Copy out nothing but the line containing "four characters hidden." and the lines that follow it to the end of the entries, exactly as they stand.

**Information**
□ □ □ □ □

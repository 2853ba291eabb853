/// Result of processing a slash command.
#[derive(Debug, Clone, PartialEq)]
pub enum CommandResult {
    /// Display a message to the user.
    Message(String),
    /// Clear the chat.
    Clear,
    /// Quit the application.
    Quit,
    /// Change the selected model.
    ModelChanged(String),
    /// Store a new API key.
    KeyChanged(String),
    /// Show the cached model catalog.
    ListModels,
    /// Refresh the model catalog from the API.
    RefreshModels,
    /// Write the transcript as HTML to a file.
    Export(String),
    /// Show status (model, key, turn count).
    ShowStatus,
    /// Not a command - treat as regular input.
    NotACommand,
}

pub fn handle_command(input: &str) -> CommandResult {
    let input = input.trim();
    if !input.starts_with('/') {
        return CommandResult::NotACommand;
    }

    let parts: Vec<&str> = input.splitn(2, ' ').collect();
    let cmd = parts[0];
    let arg = parts.get(1).map(|s| s.trim()).unwrap_or("");

    match cmd {
        "/help" | "/h" => show_help(),
        "/exit" | "/quit" | "/q" => CommandResult::Quit,
        "/clear" => CommandResult::Clear,
        "/status" => CommandResult::ShowStatus,

        "/model" => {
            if arg.is_empty() {
                CommandResult::Message("Usage: /model <model-id>  (see /models)".into())
            } else {
                CommandResult::ModelChanged(arg.to_string())
            }
        }
        "/models" => match arg {
            "" => CommandResult::ListModels,
            "refresh" | "--refresh" => CommandResult::RefreshModels,
            other => CommandResult::Message(format!(
                "Unknown option '{other}'. Usage: /models [refresh]"
            )),
        },
        "/key" => {
            if arg.is_empty() {
                CommandResult::Message("Usage: /key <api-key>".into())
            } else {
                CommandResult::KeyChanged(arg.to_string())
            }
        }
        "/export" => {
            if arg.is_empty() {
                CommandResult::Message("Usage: /export <file.html>".into())
            } else {
                CommandResult::Export(arg.to_string())
            }
        }

        _ => CommandResult::Message(format!(
            "Unknown command: {cmd}. Type /help for available commands."
        )),
    }
}

fn show_help() -> CommandResult {
    CommandResult::Message(
        "Gemini Chat Commands:\n\
         \x20 /help, /h           Show this help\n\
         \x20 /clear              Clear the conversation\n\
         \x20 /model <id>         Select the model for the next message\n\
         \x20 /models [refresh]   Show cached models, or fetch them again\n\
         \x20 /key <api-key>      Store the Gemini API key\n\
         \x20 /export <file>      Save the transcript as HTML\n\
         \x20 /status             Show model, key and turn count\n\
         \x20 /quit, /q           Exit"
            .into(),
    )
}

/// Model id shortened for the status line: at most `max` characters,
/// ending in `...` when cut.
pub fn model_label(model_id: &str, max: usize) -> String {
    if model_id.chars().count() <= max {
        return model_id.to_string();
    }
    let keep = max.saturating_sub(3);
    let mut label: String = model_id.chars().take(keep).collect();
    label.push_str("...");
    label
}

/// API key with everything but the last four characters hidden.
pub fn mask_key(api_key: &str) -> String {
    let chars: Vec<char> = api_key.chars().collect();
    if chars.len() <= 4 {
        return "*".repeat(chars.len());
    }
    let tail: String = chars[chars.len() - 4..].iter().collect();
    format!("{}{}", "*".repeat(chars.len() - 4), tail)
}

□ □ □ □ □

**Task solution**
/// API key with everything but the last four characters hidden.
pub fn mask_key(api_key: &str) -> String {
    let chars: Vec<char> = api_key.chars().collect();
    if chars.len() <= 4 {
        return "*".repeat(chars.len());
    }
    let tail: String = chars[chars.len() - 4..].iter().collect();
    format!("{}{}", "*".repeat(chars.len() - 4), tail)
}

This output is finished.